Começaram
a tramitar nas varas do trabalho ações em que os empregadores visam a
transferir os ônus da dispensa de seus empregados por
causa do Covid-19 para estados e municípios. Nesse sentido, empresas de dois grandes grupos empresariais
– um do ramo de churrascaria e outro de investimentos – decidiram atribuir aos
governos dos estados de São Paulo, Rio de Janeiro e do Distrito Federal, a
responsabilidade pela dispensa de trabalhadores, alegando o fato do príncipe.
Nesses
casos, a defesa das empresas baseia-se nos artigos 486, o qual enfoca o factum principis (uma hipótese de “dano
fatal” causado por outrem, logo força maior) e 501, ambos da Consolidação das
Leis do Trabalho (CLT).
Relevante
destacar que o fato do príncipe está previsto na CLT desde 1943 e a força maior
regulada no art. 1058 do Código Civil de 1916 (hoje no art.

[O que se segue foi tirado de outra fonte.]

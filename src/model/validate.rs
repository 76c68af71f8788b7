use thiserror::Error;

use crate::model::task::Task;

pub const MAX_CONTENT_CHARS: usize = 200;
pub const MAX_DURATION_MINUTES: u32 = 24 * 60;

/// A rule a task breaks.
#[derive(Debug, Clone, PartialEq, Eq, Error)]
pub enum ValidationIssue {
    #[error("task content is empty")]
    EmptyContent,
    #[error("task content exceeds 200 characters ({0})")]
    ContentTooLong(usize),
    #[error("estimated duration must be greater than zero")]
    ZeroDuration,
    #[error("estimated duration exceeds 24 hours ({0} minutes)")]
    DurationTooLong(u32),
}

/// Check a task before it is accepted. An empty result means valid.
pub fn validate_task(task: &Task) -> Vec<ValidationIssue> {
    let mut issues = Vec::new();
    let chars = task.content.trim().chars().count();
    if chars == 0 {
        issues.push(ValidationIssue::EmptyContent);
    } else if chars > MAX_CONTENT_CHARS {
        issues.push(ValidationIssue::ContentTooLong(chars));
    }
    if task.estimated_duration == 0 {
        issues.push(ValidationIssue::ZeroDuration);
    } else if task.estimated_duration > MAX_DURATION_MINUTES {
        issues.push(ValidationIssue::DurationTooLong(task.estimated_duration));
    }
    issues
}

#[cfg(test)]
mod tests {
    use super::*;
    use crate::parser::parse_task_text;
    use chrono::NaiveDate;

    fn task(text: &str) -> Task {
        let now = NaiveDate::from_ymd_opt(2025, 2, 1).unwrap().and_hms_opt(12, 0, 0).unwrap();
        Task::from_parsed(parse_task_text(text), now)
    }

    #[test]
    fn valid_task_has_no_issues() {
        assert!(validate_task(&task("write report 2h")).is_empty());
    }

    #[test]
    fn token_only_line_is_empty_content() {
        assert_eq!(validate_task(&task("2h high")), vec![ValidationIssue::EmptyContent]);
    }

    #[test]
    fn limits() {
        let long = "x".repeat(201);
        assert_eq!(validate_task(&task(&long)), vec![ValidationIssue::ContentTooLong(201)]);
        assert_eq!(
            validate_task(&task("marathon 25h")),
            vec![ValidationIssue::DurationTooLong(1500)]
        );
        let mut zero = task("x");
        zero.estimated_duration = 0;
        assert_eq!(validate_task(&zero), vec![ValidationIssue::ZeroDuration]);
        let exactly = "y".repeat(200);
        assert!(validate_task(&task(&exactly)).is_empty());
    }
}
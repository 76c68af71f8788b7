pub mod assistant;
pub mod day_timeline;
pub mod dialogs;
pub mod task_list;
pub mod theme;
pub mod toolbar;
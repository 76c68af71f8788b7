//! Boundary to the external schedule optimiser.
//!
//! Day re-planning (greedy or model-driven) runs in a remote service. The
//! planner only hands over the day's inputs and writes the returned windows
//! back with [`AppState::apply_slots`](crate::model::AppState::apply_slots).

use chrono::{NaiveDate, NaiveDateTime};
use serde::{Deserialize, Serialize};
use uuid::Uuid;

use crate::error::Result;
use crate::model::{FixedSchedule, Task};

/// A task window proposed by the service.
#[derive(Debug, Clone, PartialEq, Serialize, Deserialize)]
pub struct ScheduledSlot {
    pub task_id: Uuid,
    pub start: NaiveDateTime,
    pub end: NaiveDateTime,
}

pub trait ScheduleService {
    /// Re-plan `date` given all tasks and the fixed schedules of that weekday.
    fn reschedule_day(
        &self,
        date: NaiveDate,
        tasks: &[Task],
        fixed: &[FixedSchedule],
    ) -> Result<Vec<ScheduledSlot>>;
}

#[cfg(test)]
mod tests {
    use super::*;
    use crate::error::PlannerError;
    use crate::model::{AppState, TimelineSpan};
    use crate::parser::parse_task_text;

    /// Stacks pending tasks back to back from 09:00.
    struct BackToBack;

    impl ScheduleService for BackToBack {
        fn reschedule_day(
            &self,
            date: NaiveDate,
            tasks: &[Task],
            _fixed: &[FixedSchedule],
        ) -> Result<Vec<ScheduledSlot>> {
            let mut cursor = date.and_hms_opt(9, 0, 0).unwrap();
            Ok(tasks
                .iter()
                .filter(|t| t.is_pending())
                .map(|t| {
                    let end = cursor + chrono::Duration::minutes(t.estimated_duration as i64);
                    let slot = ScheduledSlot { task_id: t.id, start: cursor, end };
                    cursor = end;
                    slot
                })
                .collect())
        }
    }

    struct Offline;

    impl ScheduleService for Offline {
        fn reschedule_day(&self, _: NaiveDate, _: &[Task], _: &[FixedSchedule]) -> Result<Vec<ScheduledSlot>> {
            Err(PlannerError::Service("offline".into()))
        }
    }

    #[test]
    fn slots_are_written_back() {
        let date = NaiveDate::from_ymd_opt(2025, 5, 6).unwrap();
        let now = date.and_hms_opt(7, 0, 0).unwrap();
        let mut state = AppState::new(date);
        let a = state.add_task(parse_task_text("a 30m"), now);
        let b = state.add_task(parse_task_text("b 1h"), now);

        let slots = BackToBack.reschedule_day(date, &state.tasks, &[]).unwrap();
        assert_eq!(state.apply_slots(&slots), 2);

        let blocks = state.day_blocks();
        assert_eq!(blocks.len(), 2);
        assert_eq!(blocks[0].task_id(), Some(a));
        assert_eq!(blocks[0].span(), Some(TimelineSpan { start_minutes: 540, duration_minutes: 30 }));
        assert_eq!(blocks[1].task_id(), Some(b));
        assert_eq!(blocks[1].start.to_string(), "09:30");
    }

    #[test]
    fn failed_replan_leaves_tasks_alone() {
        let date = NaiveDate::from_ymd_opt(2025, 5, 6).unwrap();
        let now = date.and_hms_opt(7, 0, 0).unwrap();
        let mut state = AppState::new(date);
        let id = state.add_task(parse_task_text("essay 1h"), now);
        state
            .apply_move(id, TimelineSpan { start_minutes: 600, duration_minutes: 60 })
            .unwrap();
        let before = state.tasks.clone();

        assert!(matches!(state.replan_with(&Offline), Err(PlannerError::Service(_))));
        assert_eq!(state.tasks, before);

        assert_eq!(state.replan_with(&BackToBack).unwrap(), 1);
        assert_eq!(state.task(id).unwrap().scheduled_times().unwrap().0.to_string(), "09:00");
    }
}
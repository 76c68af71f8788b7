use crate::app::PlannerApp;
use crate::ui::theme;
use egui::{menu, RichText, Ui};
use egui_phosphor::regular as icons;

/// Render the top menu bar and the date navigation row.
pub fn show_toolbar(app: &mut PlannerApp, ui: &mut Ui) {
    menu::bar(ui, |ui| {
        ui.menu_button(RichText::new("  File  ").font(theme::font_menu()), |ui| {
            if ui.button("  Save          Ctrl+S").clicked() {
                app.save_data();
                app.status_message = "Saved".to_string();
                ui.close_menu();
            }
            ui.separator();
            if ui.button("  Import Timetable CSV...").clicked() {
                app.import_timetable();
                ui.close_menu();
            }
            if ui.button("  Import Tasks JSON...").clicked() {
                app.import_tasks();
                ui.close_menu();
            }
            ui.separator();
            if ui.button("  Export Tasks JSON...").clicked() {
                app.export_tasks_json();
                ui.close_menu();
            }
            if ui.button("  Export Tasks CSV...").clicked() {
                app.export_tasks_csv();
                ui.close_menu();
            }
            ui.separator();
            if ui.button("  Open Data Folder").clicked() {
                app.open_data_folder();
                ui.close_menu();
            }
        });

        ui.menu_button(RichText::new("  Plan  ").font(theme::font_menu()), |ui| {
            if ui.button("  Add Fixed Schedule...").clicked() {
                app.show_add_fixed = true;
                ui.close_menu();
            }
            if ui
                .add_enabled(app.has_service(), egui::Button::new("  Re-plan Day"))
                .on_disabled_hover_text("No schedule service is configured")
                .clicked()
            {
                app.status_message = "Re-plan requested".to_string();
                app.reschedule_day();
                ui.close_menu();
            }
            if ui.button("  Clear All Scheduled Times").clicked() {
                app.clear_schedule();
                ui.close_menu();
            }
            ui.separator();
            let remembered = app
                .drag
                .remembered()
                .map(|a| a.label())
                .unwrap_or("ask every time");
            ui.label(RichText::new(format!("On drop: {}", remembered)).small().weak());
            if ui
                .add_enabled(app.drag.remembered().is_some(), egui::Button::new("  Ask Again on Drop"))
                .clicked()
            {
                app.forget_drag_choice();
                ui.close_menu();
            }
        });

        ui.menu_button(RichText::new("  View  ").font(theme::font_menu()), |ui| {
            if ui.button("  Zoom In        Ctrl+Scroll ↑").clicked() {
                app.viewport.zoom_in();
                ui.close_menu();
            }
            if ui.button("  Zoom Out      Ctrl+Scroll ↓").clicked() {
                app.viewport.zoom_out();
                ui.close_menu();
            }
            if ui.button("  Reset Zoom").clicked() {
                app.viewport.reset_zoom();
                ui.close_menu();
            }
            ui.separator();
            if ui.button("  Jump to Now").clicked() {
                app.go_to_today();
                ui.close_menu();
            }
            if ui.button("  Jump to Work Start").clicked() {
                app.scroll_to_minute = Some(app.settings.work_start.minutes_since_midnight());
                ui.close_menu();
            }
        });

        ui.menu_button(RichText::new("  Help  ").font(theme::font_menu()), |ui| {
            if ui.button("About").clicked() {
                app.show_about = true;
                ui.close_menu();
            }
        });
    });

    ui.horizontal(|ui| {
        if ui
            .button(icons::ARROW_LEFT)
            .on_hover_text("Previous day (Alt+←)")
            .clicked()
        {
            app.state.change_date(-1);
        }
        let mut date = app.state.current_date;
        if ui
            .add(egui_extras::DatePickerButton::new(&mut date).id_salt("toolbar_date"))
            .changed()
        {
            app.state.set_date(date);
        }
        if ui
            .button(icons::ARROW_RIGHT)
            .on_hover_text("Next day (Alt+→)")
            .clicked()
        {
            app.state.change_date(1);
        }
        if ui.button("Today").clicked() {
            app.go_to_today();
        }
        ui.add_space(8.0);
        ui.label(RichText::new(app.weekday_title()).strong());

        ui.with_layout(egui::Layout::right_to_left(egui::Align::Center), |ui| {
            let fixed = app.state.fixed_for_current_day().count();
            let planned = app.state.scheduled_on_current_day().count();
            ui.label(
                RichText::new(format!("{} fixed · {} planned", fixed, planned))
                    .size(11.0)
                    .weak(),
            );
        });
    });
}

393 e seu parágrafo único do novo código). Então, a CLT não poderia sair deste limite já que a força
maior se trata de um instituto de direito civil. Daí o legislador trabalhista
ter apenas especificado um caso de força maior (o fato de príncipe) sob o enfoque
do direito do trabalho (art. 501, CLT).
A
jornalista Maria Cristina Fernandes revelou na edição de
20/5 do Valor Econômico, que tramita no Tribunal Regional do Trabalho da Quinta Região (BA),
processo cujo tema da defesa é o fato do príncipe. Nesta lide, o Sindicato dos
Trabalhadores em Empresas Intermunicipais de Transportes Rodoviários baiano
pretende reverter a dispensa sem justa causa de diversos empregados da
empresa Marte Transportes Ltda. em reintegração e, sucessivamente, na suspensão
dos contratos de trabalho e percepção do benefício emergencial, conforme previsto na Medida
Provisória nº 936/2020. Embora a empresa ré tenha efetivada a rescisão dos
contratos com fundamento no fato do príncipe, a juíza da causa entendeu que se
acham presentes no caso os requisitos da probabilidade do direito pleiteado e o perigo
da demora e concedeu a tutela de urgência (art. 300, do CPC).
Havendo
previsão legal a respeito de como o empregador pode evitar as consequências –
ou pelo menos minimizá-las – motivadas pela paralisação temporária ou
definitiva do trabalho por força de lei ou ato de autoridade pública (aqui o novo coronavírus),
creio ser inviável a preponderância da tese do factum principis. A jurisprudência trabalhista a esse respeito ainda
é embrionária, mas, ao que tudo indica, o fato novo (emergência de saúde
pública pela pandemia do Covid-19) trará aos tribunais regionais trabalhistas e
ao Tribunal Superior do Trabalho (TST) um número elevado de processos e, dado o
imperativo de rápido posicionamento das cortes trabalhistas, o entendimento predominante será firmado em pouco tempo.